Agreed, we just should be careful and clearly spell out the implications 
and that this is eventually also not what we 100% want.

That MADV_PAGEOUT now fails on a PTE-mapped THP -- as can be seen when 
executing the cow selftest where MADV_PAGEOUT will essentially fail -- 
is certainly undesired and should be fixed IMHO.
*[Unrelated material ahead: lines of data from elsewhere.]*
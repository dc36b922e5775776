// SPDX-FileCopyrightText: 2025 Semiotic AI, Inc.
//
// SPDX-License-Identifier: Apache-2.0

//! Error types for mnemonic generation and HD account derivation.

/// Errors that can occur when generating mnemonics or deriving accounts.
#[derive(Debug, Clone, PartialEq, Eq, thiserror::Error)]
pub enum AccountError {
    /// The phrase is not a valid BIP-39 English mnemonic.
    #[error("Invalid mnemonic: {reason}")]
    InvalidMnemonic {
        /// Description of what made the phrase invalid
        reason: String,
    },

    /// BIP-32 key derivation failed.
    ///
    /// This is effectively unreachable for the standard Ethereum path with a
    /// valid seed, but the underlying library surfaces it and so do we.
    #[error("Key derivation failed: {reason}")]
    DerivationFailed {
        /// Description of the derivation failure
        reason: String,
    },
}

impl AccountError {
    /// Create an `InvalidMnemonic` error with a description.
    pub fn invalid_mnemonic(reason: impl Into<String>) -> Self {
        AccountError::InvalidMnemonic {
            reason: reason.into(),
        }
    }

    /// Create a `DerivationFailed` error with a description.
    pub fn derivation_failed(reason: impl Into<String>) -> Self {
        AccountError::DerivationFailed {
            reason: reason.into(),
        }
    }
}
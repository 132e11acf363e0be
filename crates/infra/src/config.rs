//! Service configuration.
//!
//! Defaults: real-time simulated latency and no
//! cascading deletes. `from_env` reads overrides from `EVENTDESK_*`
//! variables.

use std::sync::Arc;

use thiserror::Error;

use crate::latency::{Latency, LatencyProfile, NoLatency, SimulatedLatency};

pub const ENV_LATENCY: &str = "EVENTDESK_LATENCY";
pub const ENV_LATENCY_SCALE: &str = "EVENTDESK_LATENCY_SCALE";
pub const ENV_EVENT_DELETE: &str = "EVENTDESK_EVENT_DELETE";

/// How the latency simulator behaves.
#[derive(Debug, Clone, Copy, PartialEq)]
pub enum LatencyMode {
    /// Sleep for the profile duration times `scale`.
    Simulated { scale: f64 },
    /// Return immediately.
    Disabled,
}

impl LatencyMode {
    pub fn build(self) -> Arc<dyn Latency> {
        match self {
            LatencyMode::Simulated { scale } => Arc::new(SimulatedLatency::scaled(scale)),
            LatencyMode::Disabled => Arc::new(NoLatency),
        }
    }
}

/// What happens to an event's RSVPs and guests when the event is deleted.
#[derive(Debug, Clone, Copy, PartialEq, Eq, Default)]
pub enum DeletePolicy {
    /// Leave dependent records in place (they become orphans).
    #[default]
    Retain,
    /// Remove dependent RSVPs and guests after the event.
    Cascade,
}

#[derive(Debug, Error, PartialEq)]
pub enum ConfigError {
    #[error("{var}: expected one of {expected}, got '{value}'")]
    InvalidChoice {
        var: &'static str,
        expected: &'static str,
        value: String,
    },
    #[error("{var}: expected a non-negative number, got '{value}'")]
    InvalidScale { var: &'static str, value: String },
}

/// Configuration shared by all resource services.
#[derive(Debug, Clone, PartialEq)]
pub struct ServiceConfig {
    pub latency: LatencyMode,
    pub profile: LatencyProfile,
    pub delete_policy: DeletePolicy,
}

impl Default for ServiceConfig {
    fn default() -> Self {
        Self {
            latency: LatencyMode::Simulated { scale: 1.0 },
            profile: LatencyProfile::default(),
            delete_policy: DeletePolicy::Retain,
        }
    }
}

impl ServiceConfig {
    /// Defaults with latency turned off (tests).
    pub fn instant() -> Self {
        Self::default().with_latency(LatencyMode::Disabled)
    }

    pub fn with_latency(mut self, latency: LatencyMode) -> Self {
        self.latency = latency;
        self
    }

    pub fn with_profile(mut self, profile: LatencyProfile) -> Self {
        self.profile = profile;
        self
    }

    pub fn with_delete_policy(mut self, policy: DeletePolicy) -> Self {
        self.delete_policy = policy;
        self
    }

    /// Read overrides from the process environment.
    pub fn from_env() -> Result<Self, ConfigError> {
        Self::from_lookup(|key| std::env::var(key).ok())
    }

    /// Read overrides through `lookup`; unset variables keep defaults.
    pub fn from_lookup(lookup: impl Fn(&str) -> Option<String>) -> Result<Self, ConfigError> {
        let mut config = Self::default();

        let scale = match lookup(ENV_LATENCY_SCALE) {
            Some(raw) => parse_scale(&raw)?,
            None => 1.0,
        };

        config.latency = match lookup(ENV_LATENCY).as_deref().map(str::trim) {
            None | Some("simulated") => LatencyMode::Simulated { scale },
            Some("off") => LatencyMode::Disabled,
            Some(other) => {
                return Err(ConfigError::InvalidChoice {
                    var: ENV_LATENCY,
                    expected: "simulated, off",
                    value: other.to_string(),
                });
            }
        };

        config.delete_policy = match lookup(ENV_EVENT_DELETE).as_deref().map(str::trim) {
            None | Some("retain") => DeletePolicy::Retain,
            Some("cascade") => DeletePolicy::Cascade,
            Some(other) => {
                return Err(ConfigError::InvalidChoice {
                    var: ENV_EVENT_DELETE,
                    expected: "retain, cascade",
                    value: other.to_string(),
                });
            }
        };

        Ok(config)
    }
}

fn parse_scale(raw: &str) -> Result<f64, ConfigError> {
    match raw.trim().parse::<f64>() {
        Ok(v) if v.is_finite() && v >= 0.0 => Ok(v),
        _ => Err(ConfigError::InvalidScale {
            var: ENV_LATENCY_SCALE,
            value: raw.to_string(),
        }),
    }
}
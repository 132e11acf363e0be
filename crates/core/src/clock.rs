//! Time source abstraction.
//!
//! Services stamp `respondedAt`, `invitedAt` and `lastUpdated` through a
//! `Clock` so tests can pin "now".

use chrono::{DateTime, NaiveDate, Utc};

/// Source of the current time.
pub trait Clock: Send + Sync + core::fmt::Debug {
    fn now(&self) -> DateTime<Utc>;

    /// Current calendar date (UTC), for date-only stamps.
    fn today(&self) -> NaiveDate {
        self.now().date_naive()
    }
}

/// Clock frozen at a single instant.
#[derive(Debug, Clone, Copy)]
pub struct FixedClock {
    time: DateTime<Utc>,
}

impl FixedClock {
    pub const fn new(time: DateTime<Utc>) -> Self {
        Self { time }
    }
}

impl Clock for FixedClock {
    fn now(&self) -> DateTime<Utc> {
        self.time
    }
}
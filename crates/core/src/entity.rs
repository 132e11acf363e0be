//! Entity trait: identity + continuity across state changes.

/// Entity marker + minimal interface.
///
/// Every record kept by the entity store implements this, which is what lets
/// the store index records by identifier.
pub trait Entity {
    /// Strongly-typed entity identifier.
    type Id: Clone + Eq + core::hash::Hash + core::fmt::Debug + core::fmt::Display;

    /// Human-readable kind, used in `NotFound` errors and log fields.
    const KIND: &'static str;

    /// Returns the entity identifier.
    fn id(&self) -> &Self::Id;
}
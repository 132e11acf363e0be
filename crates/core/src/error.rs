//! Domain error model.

use thiserror::Error;

/// Result type used across the service and domain layers.
pub type DomainResult<T> = Result<T, DomainError>;

/// Domain-level error.
///
/// Absence on a plain lookup is not an error: `get`-style operations return
/// `Option`. `NotFound` is reserved for operations that require the record
/// to exist (update, delete, status changes, references).
#[derive(Debug, Error, Clone, PartialEq, Eq)]
pub enum DomainError {
    /// A value failed validation (e.g. blank title).
    #[error("validation failed: {0}")]
    Validation(String),

    /// An identifier was invalid (e.g. empty string).
    #[error("invalid identifier: {0}")]
    InvalidId(String),

    /// The identified record does not exist in its collection.
    #[error("{entity} not found: {id}")]
    NotFound { entity: &'static str, id: String },

    /// A conflict occurred (duplicate id, stale revision).
    #[error("conflict: {0}")]
    Conflict(String),

    /// The runtime stopped before the operation finished.
    #[error("operation interrupted: {0}")]
    Interrupted(String),
}

impl DomainError {
    pub fn validation(msg: impl Into<String>) -> Self {
        Self::Validation(msg.into())
    }

    pub fn invalid_id(msg: impl Into<String>) -> Self {
        Self::InvalidId(msg.into())
    }

    pub fn not_found(entity: &'static str, id: impl ToString) -> Self {
        Self::NotFound {
            entity,
            id: id.to_string(),
        }
    }

    pub fn conflict(msg: impl Into<String>) -> Self {
        Self::Conflict(msg.into())
    }

    pub fn interrupted(msg: impl Into<String>) -> Self {
        Self::Interrupted(msg.into())
    }

    pub fn is_not_found(&self) -> bool {
        matches!(self, Self::NotFound { .. })
    }
}
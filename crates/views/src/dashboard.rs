//! Dashboard summary across events and inventory.

use chrono::NaiveDate;
use serde::Serialize;

use eventdesk_core::Money;
use eventdesk_events::Event;
use eventdesk_inventory::InventoryItem;

use crate::stats::InventoryStats;

/// One row of the "upcoming events" list.
#[derive(Debug, Clone, PartialEq, Eq, Serialize)]
pub struct UpcomingEvent {
    pub title: String,
    pub date: NaiveDate,
    pub attendees: u32,
    pub fill_percent: Option<u64>,
}

/// Headline numbers for the dashboard.
#[derive(Debug, Clone, PartialEq, Eq, Serialize)]
pub struct DashboardSummary {
    pub published_events: usize,
    pub total_attendees: u64,
    pub total_budget: Money,
    pub inventory_items: usize,
    pub items_needing_attention: usize,
    pub inventory_value: Money,
    pub upcoming: Vec<UpcomingEvent>,
}

impl DashboardSummary {
    /// Summarize the given snapshots.
    ///
    /// `upcoming` lists events dated on or after `today`, earliest first
    /// (ties keep store order), capped at `limit`.
    pub fn compute(
        events: &[Event],
        inventory: &[InventoryItem],
        today: NaiveDate,
        limit: usize,
    ) -> Self {
        let stock = InventoryStats::from_items(inventory);

        let mut upcoming: Vec<&Event> = events.iter().filter(|e| e.date >= today).collect();
        upcoming.sort_by_key(|e| (e.date, e.time));

        Self {
            published_events: events.iter().filter(|e| e.is_published()).count(),
            total_attendees: events.iter().map(|e| u64::from(e.attendees)).sum(),
            total_budget: events.iter().map(|e| e.budget).sum(),
            inventory_items: stock.total,
            items_needing_attention: inventory.iter().filter(|i| i.status.needs_attention()).count(),
            inventory_value: stock.total_value,
            upcoming: upcoming
                .into_iter()
                .take(limit)
                .map(|e| UpcomingEvent {
                    title: e.title.clone(),
                    date: e.date,
                    attendees: e.attendees,
                    fill_percent: e.fill_percent(),
                })
                .collect(),
        }
    }
}
use tracing::{debug, info};

use eventdesk_core::{DomainError, DomainResult, Entity, EventId, ExpectedRevision, RsvpId};
use eventdesk_events::Event;
use eventdesk_guests::{NewRsvp, Rsvp, RsvpStatus};

use super::ServiceContext;

#[derive(Debug, Clone)]
pub struct RsvpService {
    ctx: ServiceContext,
}

impl RsvpService {
    pub fn new(ctx: ServiceContext) -> Self {
        Self { ctx }
    }

    /// RSVPs for `event_id` in store order. Unknown events yield an empty list.
    pub async fn list_for_event(&self, event_id: &EventId) -> DomainResult<Vec<Rsvp>> {
        let event_id = event_id.clone();
        self.ctx
            .run("rsvps.list_for_event", self.ctx.profile().rsvp_list, move |store, _| {
                Ok(store.rsvps.filter(|r| r.event_id == event_id))
            })
            .await
    }

    /// Record a response. The referenced event must exist.
    pub async fn create(&self, new: NewRsvp) -> DomainResult<Rsvp> {
        new.validate()?;
        self.ctx
            .run("rsvps.create", self.ctx.profile().rsvp_create, move |store, clock| {
                if !store.events.contains(&new.event_id) {
                    return Err(DomainError::not_found(Event::KIND, &new.event_id));
                }
                let rsvp = store
                    .rsvps
                    .insert(Rsvp::from_new(RsvpId::generate(), new, clock.now()))?;
                info!(rsvp_id = %rsvp.id, event_id = %rsvp.event_id, status = rsvp.status.as_str(), "rsvp created");
                Ok(rsvp)
            })
            .await
    }

    /// Set the response status. Accepting or declining stamps the response
    /// time; going back to pending clears it.
    pub async fn update_status(&self, id: &RsvpId, status: RsvpStatus) -> DomainResult<Rsvp> {
        let id = id.clone();
        self.ctx
            .run("rsvps.update_status", self.ctx.profile().rsvp_update_status, move |store, clock| {
                let now = clock.now();
                let updated = store.rsvps.update(&id, ExpectedRevision::Any, |rsvp| {
                    rsvp.set_status(status, now);
                    Ok(())
                })?;
                debug!(rsvp_id = %id, status = status.as_str(), "rsvp status updated");
                Ok(updated.value)
            })
            .await
    }
}
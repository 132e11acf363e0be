//! Composable list queries.
//!
//! Each query is a free-text search plus one or more categorical selectors,
//! combined with AND. Applying a query never reorders records.

use eventdesk_events::{Event, EventStatus};
use eventdesk_guests::{Guest, GuestStatus, Rsvp, RsvpStatus};
use eventdesk_inventory::{InventoryItem, StockStatus};

use crate::search::SearchTerm;
use crate::selector::Selector;
use crate::stats::{InventoryStats, categories};

/// A filter over records of type `T`.
pub trait ViewQuery<T> {
    fn admits(&self, record: &T) -> bool;

    /// Records admitted by this query, in input order.
    fn apply(&self, records: &[T]) -> Vec<T>
    where
        T: Clone,
    {
        records.iter().filter(|r| self.admits(r)).cloned().collect()
    }
}

/// RSVP list filter: search over guest name and email, plus status.
#[derive(Debug, Clone, Default, PartialEq, Eq)]
pub struct RsvpQuery {
    pub search: SearchTerm,
    pub status: Selector<RsvpStatus>,
}

impl RsvpQuery {
    pub fn new(search: impl AsRef<str>, status: Selector<RsvpStatus>) -> Self {
        Self {
            search: SearchTerm::new(search),
            status,
        }
    }
}

impl ViewQuery<Rsvp> for RsvpQuery {
    fn admits(&self, record: &Rsvp) -> bool {
        self.search.matches(record) && self.status.admits(&record.status)
    }
}

/// Inventory filter: search over name, category and supplier, plus
/// category and stock status.
#[derive(Debug, Clone, Default, PartialEq, Eq)]
pub struct InventoryQuery {
    pub search: SearchTerm,
    pub category: Selector<String>,
    pub status: Selector<StockStatus>,
}

impl InventoryQuery {
    pub fn new(
        search: impl AsRef<str>,
        category: Selector<String>,
        status: Selector<StockStatus>,
    ) -> Self {
        Self {
            search: SearchTerm::new(search),
            category,
            status,
        }
    }
}

impl ViewQuery<InventoryItem> for InventoryQuery {
    fn admits(&self, record: &InventoryItem) -> bool {
        self.search.matches(record)
            && self.category.admits_str(&record.category)
            && self.status.admits(&record.status)
    }
}

/// Event list filter: search over title, location and category, plus
/// status and category.
#[derive(Debug, Clone, Default, PartialEq, Eq)]
pub struct EventQuery {
    pub search: SearchTerm,
    pub status: Selector<EventStatus>,
    pub category: Selector<String>,
}

impl ViewQuery<Event> for EventQuery {
    fn admits(&self, record: &Event) -> bool {
        self.search.matches(record)
            && self.status.admits(&record.status)
            && self.category.admits_str(&record.category)
    }
}

/// Guest list filter: search over name and email, plus status.
#[derive(Debug, Clone, Default, PartialEq, Eq)]
pub struct GuestQuery {
    pub search: SearchTerm,
    pub status: Selector<GuestStatus>,
}

impl ViewQuery<Guest> for GuestQuery {
    fn admits(&self, record: &Guest) -> bool {
        self.search.matches(record) && self.status.admits(&record.status)
    }
}

/// Everything the inventory screen renders for one set of inputs.
///
/// `stats` and `categories` describe the FULL collection, not the filtered
/// rows, so the summary cards and the category picker stay stable while the
/// user narrows the table.
#[derive(Debug, Clone, PartialEq, Eq)]
pub struct InventoryView {
    pub items: Vec<InventoryItem>,
    pub stats: InventoryStats,
    pub categories: Vec<String>,
}

impl InventoryView {
    pub fn compute(inventory: &[InventoryItem], query: &InventoryQuery) -> Self {
        Self {
            items: query.apply(inventory),
            stats: InventoryStats::from_items(inventory),
            categories: categories(inventory),
        }
    }
}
Ryan Roberts Aug. 2, 2023, 12:49 p.m. UTC | #13

On 02/08/2023 13:42, Yin, Fengwei wrote:
> 
> 
> On 8/2/2023 8:40 PM, Ryan Roberts wrote:
>> On 02/08/2023 13:35, Yin, Fengwei wrote:
>>>
>>>
>>> On 8/2/2023 6:27 PM, Ryan Roberts wrote:
>>>> On 28/07/2023 17:13, Yin Fengwei wrote:
>>>>> In madvise_cold_or_pageout_pte_range() and madvise_free_pte_range(),
>>>>> folio_mapcount() is used to check whether the folio is shared. But it's
>>>>> not correct as folio_mapcount() returns total mapcount of large folio.
>>>>>
>>>>> Use folio_estimated_sharers() here as the estimated number is enough.
>>>>>
>>>>> Yin Fengwei (2):
>>>>>   madvise: don't use mapcount() against large folio for sharing check
>>>>>   madvise: don't use mapcount() against large folio for sharing check
>>>>>
>>>>>  mm/huge_memory.c | 2 +-
>>>>>  mm/madvise.c     | 6 +++---
>>>>>  2 files changed, 4 insertions(+), 4 deletions(-)
>>>>>
>>>>
>>>> As a set of fixes, I agree this is definitely an improvement, so:
>>>>
>>>> Reviewed-By: Ryan Roberts
>>> Thanks.
>>>
>>>>
>>>>
>>>> But I have a couple of comments around further improvements;
>>>>
>>>> Once we have the scheme that David is working on to be able to provide precise
>>>> exclusive vs shared info, we will probably want to move to that. Although that
>>>> scheme will need access to the mm_struct of a process known to be mapping the
>>>> folio. We have that info, but its not passed to folio_estimated_sharers() so we
>>>> can't just reimplement folio_estimated_sharers() - we will need to rework these
>>>> call sites again.
>>> Yes. This could be extra work. Maybe should delay till David's work is done.
>>
>> What you have is definitely an improvement over what was there before. And is
>> probably the best we can do without David's scheme. So I wouldn't delay this.
>> Just pointing out that we will be able to make it even better later on (if
>> David's stuff goes in).
> Yes. I agree that we should wait for David's work ready and do fix based on that.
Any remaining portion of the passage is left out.